2 On 26 May 2020, the Stockholm District Court issued a judgment (the “SDC Judgment”) under which the defendant is to pay $1,224 per month in child maintenance to the Children, commencing from 1 June 2020.
3 The claimant commenced the underlying action in the State Courts against the defendant to claim for payment of alleged arrears under the SDC Judgment. The defendant applied to strike out the action on the ground of want of jurisdiction and/or an abuse of court process.
Foot Note 1
District Court Summons No 1440 of 2025 filed on 29 August 2025.
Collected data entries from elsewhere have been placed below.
//! # dtxt
//!
//! Parser and canonical serializer for the DTXT data-interchange format.
//!
//! ## What is DTXT?
//!
//! DTXT is a compact, human-readable JSON superset with unquoted keys,
//! backtick-delimited strings, single-character boolean/null literals
//! (`T`/`F`/`N`), `//` comments, and typed constructor literals for values
//! JSON cannot carry losslessly:
//!
//! - `D(2024-03-15T10:30:00Z)` — ISO-8601 dates and date-times
//! - `BN(9007199254740993)` — arbitrary-precision integers
//! - `B(A7B2319E)` — binary blobs as hex
//!
//! Every document is a single object at the root. Strings have no escape
//! sequences: a backtick always terminates, so any other byte passes through
//! verbatim.
//!
//! ## Key Features
//!
//! - **Canonical form**: deterministic byte output (sorted keys, uppercase
//!   hex, normalized integers) suitable for hashing and signing
//! - **Exact numerics**: `BN(...)` values use [`num_bigint::BigInt`] and
//!   never round-trip through floating point
//! - **Typed errors**: a closed [`ErrorKind`] taxonomy, each error carrying
//!   the byte offset of the first violation
//! - **Bounded resources**: configurable [`Limits`] on document size,
//!   nesting depth, identifier length, and constructor payload size
//! - **No unsafe code**: written entirely in safe Rust
//!
//! ## Quick Start
//!
//! ```rust
//! use dtxt::{parse, to_string, to_string_pretty};
//!
//! let doc = parse("{name: `Sample`, count: 42, active: T}").unwrap();
//! assert_eq!(doc.get("name").and_then(|v| v.as_str()), Some("Sample"));
//!
//! // Canonical form sorts keys and drops all whitespace.
//! assert_eq!(
//!     to_string(&doc).unwrap(),
//!     "{active:T,count:42,name:`Sample`}"
//! );
//!
//! // Pretty form is for humans; it round-trips through parse.
//! let pretty = to_string_pretty(&doc).unwrap();
//! assert_eq!(parse(&pretty).unwrap(), doc);
//! ```
//!
//! ## Building values programmatically
//!
//! ```rust
//! use dtxt::{dtxt, to_string};
//!
//! let doc = dtxt!({
//!     "active": true,
//!     "tags": ["a", "b"],
//! });
//! assert_eq!(to_string(&doc).unwrap(), "{active:T,tags:[`a`,`b`]}");
//! ```
//!
//! ## Concurrency
//!
//! Parsing and serialization are purely synchronous with no shared state:
//! each call owns its own scanner and its own tree, so independent calls may
//! run on any number of threads without coordination.

pub mod error;
pub mod macros;
pub mod map;
pub mod options;
pub mod value;

mod parser;
mod ser;
mod token;
mod tokenizer;

pub use error::{Error, ErrorKind, Result};
pub use map::Map;
pub use options::{Limits, WriteOptions};
pub use value::{Timestamp, Value};

use parser::Parser;
use ser::Serializer;

/// Parses one DTXT document into a [`Value`] tree rooted at an object.
///
/// # Examples
///
/// ```rust
/// use dtxt::parse;
///
/// let doc = parse("{greeting: `hi`}").unwrap();
/// assert!(doc.is_object());
/// ```
///
/// # Errors
///
/// Returns the first violation found, with its kind and byte offset. See
/// [`ErrorKind`] for the closed taxonomy.
#[must_use = "this returns the result of the operation, errors must be handled"]
pub fn parse(input: &str) -> Result<Value> {
    parse_with_limits(input, Limits::standard())
}

/// Parses one DTXT document with caller-supplied resource ceilings.
///
/// # Examples
///
/// ```rust
/// use dtxt::{parse_with_limits, ErrorKind, Limits};
///
/// let limits = Limits::standard().with_max_depth(2);
/// let err = parse_with_limits("{a: {b: {c: 1}}}", limits).unwrap_err();
/// assert_eq!(err.kind(), ErrorKind::LimitExceeded);
/// ```
///
/// # Errors
///
/// Syntax violations and exceeded limits are reported the same way; neither
/// panics, and a failed parse never affects later calls.
#[must_use = "this returns the result of the operation, errors must be handled"]
pub fn parse_with_limits(input: &str, limits: Limits) -> Result<Value> {
    Parser::new(input, limits)?.parse_document()
}

/// Parses one DTXT document from raw bytes, checking UTF-8 first.
///
/// # Examples
///
/// ```rust
/// use dtxt::{parse_slice, ErrorKind};
///
/// assert!(parse_slice(b"{a: 1}").is_ok());
/// let err = parse_slice(&[b'{', 0xFF, b'}']).unwrap_err();
/// assert_eq!(err.kind(), ErrorKind::MalformedUtf8);
/// ```
///
/// # Errors
///
/// Non-UTF-8 input fails with [`ErrorKind::MalformedUtf8`] at the offset of
/// the first invalid byte, before any token is produced.
#[must_use = "this returns the result of the operation, errors must be handled"]
pub fn parse_slice(input: &[u8]) -> Result<Value> {
    let text = std::str::from_utf8(input)
        .map_err(|e| Error::new(ErrorKind::MalformedUtf8, e.valid_up_to()))?;
    parse(text)
}

/// Serializes a [`Value`] tree to canonical DTXT bytes.
///
/// Canonical form is deterministic: object keys are sorted by ascending
/// UTF-8 byte value, there is no whitespace, hex is uppercase, and
/// big-integer digits are normalized. Equal trees always produce identical
/// bytes regardless of insertion order.
///
/// # Errors
///
/// Fails with [`ErrorKind::UnsupportedValue`] on trees the format cannot
/// represent: NaN/infinite numbers, strings containing a backtick, or
/// object keys that are not identifiers.
#[must_use = "this returns the result of the operation, errors must be handled"]
pub fn to_string(value: &Value) -> Result<String> {
    Serializer::canonical().serialize(value)
}

/// Serializes a [`Value`] tree as indented, human-editable DTXT.
///
/// Uses the default [`WriteOptions`]: two-space indent, sorted keys.
///
/// # Errors
///
/// Same unsupported-value rules as [`to_string`].
#[must_use = "this returns the result of the operation, errors must be handled"]
pub fn to_string_pretty(value: &Value) -> Result<String> {
    to_string_with_options(value, &WriteOptions::default())
}

/// Serializes a [`Value`] tree as pretty DTXT with custom options.
///
/// # Examples
///
/// ```rust
/// use dtxt::{dtxt, to_string_with_options, WriteOptions};
///
/// let value = dtxt!({ "a": 1 });
/// let opts = WriteOptions::new().with_indent("    ");
/// assert_eq!(
///     to_string_with_options(&value, &opts).unwrap(),
///     "{\n    a: 1,\n}"
/// );
/// ```
///
/// # Errors
///
/// Same unsupported-value rules as [`to_string`].
#[must_use = "this returns the result of the operation, errors must be handled"]
pub fn to_string_with_options(value: &Value, options: &WriteOptions) -> Result<String> {
    Serializer::pretty(options).serialize(value)
}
The defendant’s case is the SDC judgment is not enforceable in Singapore, and he seeks to strike out paras 2 to 7 of the statement of claim. The defendant also contends that the claimant is not the proper party to the proceedings, and the claim is thus an abuse of process of the court pursuant to O 9 r 16(b) of the Rules of Court 2021 (“ROC 2021”).
4 The learned Deputy Registrar dismissed the defendant’s application. The defendant appealed against the dismissal (“RA”). The RA was argued before me. For the reasons below, I am dismissing the RA.
Issues
5 The issues to be determined by me are as follows:
(a) Whether the SDC judgment is enforceable in Singapore.
(b) Whether the claimant is the proper party to the present proceedings.
(c) Whether the claim is an abuse of process of the court.
Analysis and findings
Legal principles relating to striking out applications
6 At the outset, I am mindful that as reiterated by the Court of Appeal, the threshold for striking out is a high one (Tan Eng Hong v AG [2012] 4 SLR 476 at [20]), and the burden is on the party applying to strike out to prove the grounds for the application.
7 The defendant’s application is made under O 9 r 16(1)(b) of ROC 2021, which provides as follows:
16.—(1) The Court may order any or part of any pleading to be struck out or amended, on the ground that —
(a) …
(b) it is an abuse of process of the Court; or
(c) …
8 It is now settled that caselaw which pre-dates the implementation of ROC 2021 remains relevant in assessing the merits of a striking out application under ROC 2021: see Asian Eco Technology Pte Ltd v Deng Yiming [2023] SGHC 260 at [16]; Iskandar bin Rahmat and others v Attorney-General and another [2022] 2 SLR 1018 (“Iskandar”) at [17].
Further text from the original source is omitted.